▶ [DATA IN THIS EXERCISE]

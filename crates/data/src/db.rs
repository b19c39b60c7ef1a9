use feedhub_core::{Bar, Tick};
use sqlx::types::Json;
use sqlx::PgPool;

/// Run embedded migrations.
pub async fn run_migrations(pool: &PgPool) -> Result<(), sqlx::migrate::MigrateError> {
    sqlx::migrate!("../../migrations").run(pool).await?;
    Ok(())
}

/// Upsert bars on `(exchange, symbol, interval, timestamp)` in one transaction.
pub async fn upsert_bars(pool: &PgPool, bars: &[Bar]) -> Result<u64, sqlx::Error> {
    let mut tx = pool.begin().await?;
    let mut count = 0u64;
    for bar in bars {
        let result = sqlx::query(
            "INSERT INTO bars (exchange, symbol, interval, timestamp, open, high, low, close,
                               volume, quote_volume, trade_count, extra)
             VALUES ($1, $2, $3, $4, $5, $6, $7, $8, $9, $10, $11, $12)
             ON CONFLICT (exchange, symbol, interval, timestamp) DO UPDATE
             SET open = EXCLUDED.open, high = EXCLUDED.high,
                 low = EXCLUDED.low, close = EXCLUDED.close, volume = EXCLUDED.volume,
                 quote_volume = EXCLUDED.quote_volume, trade_count = EXCLUDED.trade_count,
                 extra = EXCLUDED.extra",
        )
        .bind(&bar.exchange)
        .bind(&bar.symbol)
        .bind(&bar.interval)
        .bind(bar.timestamp)
        .bind(bar.open)
        .bind(bar.high)
        .bind(bar.low)
        .bind(bar.close)
        .bind(bar.volume)
        .bind(bar.quote_volume)
        .bind(bar.trade_count.map(|n| n as i64))
        .bind(Json(&bar.extra))
        .execute(&mut *tx)
        .await?;
        count += result.rows_affected();
    }
    tx.commit().await?;
    Ok(count)
}

/// Upsert ticks on `(exchange, symbol, source, timestamp)` in one transaction.
pub async fn upsert_ticks(pool: &PgPool, ticks: &[Tick]) -> Result<u64, sqlx::Error> {
    let mut tx = pool.begin().await?;
    let mut count = 0u64;
    for tick in ticks {
        let result = sqlx::query(
            "INSERT INTO ticks (exchange, symbol, source, timestamp, price, size, side, extra)
             VALUES ($1, $2, $3, $4, $5, $6, $7, $8)
             ON CONFLICT (exchange, symbol, source, timestamp) DO UPDATE
             SET price = EXCLUDED.price, size = EXCLUDED.size,
                 side = EXCLUDED.side, extra = EXCLUDED.extra",
        )
        .bind(&tick.exchange)
        .bind(&tick.symbol)
        .bind(&tick.source)
        .bind(tick.timestamp)
        .bind(tick.price)
        .bind(tick.size)
        .bind(tick.side.as_ref().map(|s| s.as_str()))
        .bind(Json(&tick.extra))
        .execute(&mut *tx)
        .await?;
        count += result.rows_affected();
    }
    tx.commit().await?;
    Ok(count)
}
//! GPX track decoder.
//!
//! GPX already matches the normalized output closely, so this path produces
//! renderer-ready features directly: one LineString per track segment, one
//! LineString per route, one Point per standalone waypoint.

use super::DecodeError;
use geojson::{Feature, Geometry, JsonObject, Value};

/// Result of decoding one GPX buffer.
#[derive(Debug, Clone, Default)]
pub struct GpxDecode {
    pub features: Vec<Feature>,
    pub errors: Vec<DecodeError>,
}

impl GpxDecode {
    /// True when the document parsed but contained no geometry at all.
    pub fn is_empty(&self) -> bool {
        self.features.is_empty() && self.errors.is_empty()
    }
}

/// Decode a GPX buffer into geographic features.
///
/// Malformed XML or invalid UTF-8 yields a [`DecodeError::Parse`] with zero
/// features; a well-formed document with no tracks yields zero features and
/// zero errors.
pub fn decode(bytes: &[u8]) -> GpxDecode {
    let mut result = GpxDecode::default();

    let content = match std::str::from_utf8(bytes) {
        Ok(content) => content,
        Err(e) => {
            result
                .errors
                .push(DecodeError::Parse(format!("Invalid UTF-8: {}", e)));
            return result;
        }
    };

    let document: gpx::Gpx = match gpx::read(content.as_bytes()) {
        Ok(document) => document,
        Err(e) => {
            result
                .errors
                .push(DecodeError::Parse(format!("GPX parse error: {}", e)));
            return result;
        }
    };

    for track in &document.tracks {
        for segment in &track.segments {
            let coordinates: Vec<Vec<f64>> = segment
                .points
                .iter()
                .map(|point| vec![point.point().x(), point.point().y()])
                .collect();

            let mut properties = JsonObject::new();
            if let Some(name) = &track.name {
                properties.insert("name".to_string(), name.clone().into());
            }
            if let Some(description) = &track.description {
                properties.insert("desc".to_string(), description.clone().into());
            }
            if let Some(track_type) = &track.type_ {
                properties.insert("type".to_string(), track_type.clone().into());
            }

            result.features.push(line_feature(coordinates, properties));
        }
    }

    for route in &document.routes {
        let coordinates: Vec<Vec<f64>> = route
            .points
            .iter()
            .map(|point| vec![point.point().x(), point.point().y()])
            .collect();

        let mut properties = JsonObject::new();
        if let Some(name) = &route.name {
            properties.insert("name".to_string(), name.clone().into());
        }

        result.features.push(line_feature(coordinates, properties));
    }

    for waypoint in &document.waypoints {
        let mut properties = JsonObject::new();
        if let Some(name) = &waypoint.name {
            properties.insert("name".to_string(), name.clone().into());
        }
        if let Some(elevation) = waypoint.elevation {
            properties.insert("ele".to_string(), elevation.into());
        }

        result.features.push(Feature {
            bbox: None,
            geometry: Some(Geometry::new(Value::Point(vec![
                waypoint.point().x(),
                waypoint.point().y(),
            ]))),
            id: None,
            properties: Some(properties),
            foreign_members: None,
        });
    }

    result
}

fn line_feature(coordinates: Vec<Vec<f64>>, properties: JsonObject) -> Feature {
    Feature {
        bbox: None,
        geometry: Some(Geometry::new(Value::LineString(coordinates))),
        id: None,
        properties: Some(properties),
        foreign_members: None,
    }
}
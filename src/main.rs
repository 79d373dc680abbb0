//! Tracksketch - activity file decoding for map rendering
//!
//! Command-line shell: loads activity files as one session, runs the decode
//! pipeline, and emits the renderer-boundary GeoJSON (or per-file summaries).

use anyhow::Context;
use clap::Parser;
use std::path::PathBuf;
use std::sync::Arc;
use tracing_subscriber::{layer::SubscriberExt, util::SubscriberInitExt, EnvFilter};
use tracksketch::config;
use tracksketch::geometry::summarize;
use tracksketch::import::TrackFile;
use tracksketch::session::{FileStore, RouteLoader};

#[derive(Parser, Debug)]
#[command(version, about = "Decode FIT and GPX activity files into GeoJSON track collections", long_about = None)]
struct Cli {
    /// Activity files to decode (.fit or .gpx)
    files: Vec<PathBuf>,

    /// Index of the focused collection
    #[arg(short, long, default_value_t = 0)]
    active: usize,

    /// Pretty-print the GeoJSON output
    #[arg(short, long)]
    pretty: bool,

    /// Write output to a file instead of stdout
    #[arg(short, long)]
    output: Option<PathBuf>,

    /// Print per-file summaries instead of GeoJSON
    #[arg(short, long)]
    summary: bool,
}

#[tokio::main]
async fn main() -> anyhow::Result<()> {
    tracing_subscriber::registry()
        .with(EnvFilter::try_from_default_env().unwrap_or_else(|_| EnvFilter::new("info")))
        .with(tracing_subscriber::fmt::layer().with_writer(std::io::stderr))
        .init();

    let cli = Cli::parse();
    tracing::info!("Starting tracksketch v{}", env!("CARGO_PKG_VERSION"));

    let config = config::load_config().unwrap_or_else(|e| {
        tracing::warn!("Failed to load config, using defaults: {}", e);
        config::AppConfig::default()
    });

    let store = Arc::new(tokio::sync::Mutex::new(FileStore::new()));

    let mut uploads = Vec::with_capacity(cli.files.len());
    for path in &cli.files {
        let bytes = tokio::fs::read(path)
            .await
            .with_context(|| format!("Failed to read {}", path.display()))?;
        let name = path
            .file_name()
            .and_then(|name| name.to_str())
            .map(str::to_string)
            .unwrap_or_else(|| path.display().to_string());
        uploads.push(TrackFile::new(name, bytes));
    }

    {
        let mut store = store.lock().await;
        store.add_files(uploads);
        if cli.active > 0 && !store.set_active(cli.active) {
            tracing::warn!(
                "--active {} is out of range for {} files, focusing the first one",
                cli.active,
                store.len()
            );
        }
    }

    let loader = RouteLoader::with_options(store.clone(), config.decode.to_options());
    loader.refresh().await?;
    let collections = loader.collections().await;

    for collection in &collections {
        for error in &collection.report.errors {
            tracing::warn!(file = %collection.properties.name, "{}", error);
        }
        for warning in &collection.report.warnings {
            tracing::warn!(file = %collection.properties.name, "{}", warning);
        }
    }

    if cli.summary {
        for collection in &collections {
            let summary = summarize(collection);
            let marker = if summary.active { "*" } else { " " };
            let sport = summary
                .sport
                .as_deref()
                .map(|sport| format!(" [{}]", sport))
                .unwrap_or_default();
            match summary.bounds {
                Some(bounds) => println!(
                    "{} {}{}: {} points, {:.1} km, bounds ({:.4}, {:.4}) - ({:.4}, {:.4})",
                    marker,
                    summary.name,
                    sport,
                    summary.point_count,
                    summary.distance_km,
                    bounds.min_lon,
                    bounds.min_lat,
                    bounds.max_lon,
                    bounds.max_lat
                ),
                None => println!("{} {}{}: no geometry", marker, summary.name, sport),
            }
        }
        return Ok(());
    }

    let feature_collections: Vec<geojson::FeatureCollection> = collections
        .iter()
        .map(|collection| collection.to_feature_collection())
        .collect();

    let rendered = if cli.pretty || config.output.pretty {
        serde_json::to_string_pretty(&feature_collections)?
    } else {
        serde_json::to_string(&feature_collections)?
    };

    match &cli.output {
        Some(path) => {
            tokio::fs::write(path, rendered)
                .await
                .with_context(|| format!("Failed to write {}", path.display()))?;
            tracing::info!(
                "Wrote {} collections to {}",
                collections.len(),
                path.display()
            );
        }
        None => println!("{}", rendered),
    }

    Ok(())
}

▶ [ASSIGNMENT] Only the number is wanted: how many lines in the entries above contain the string "summaries"?

▶ [REPLY] 2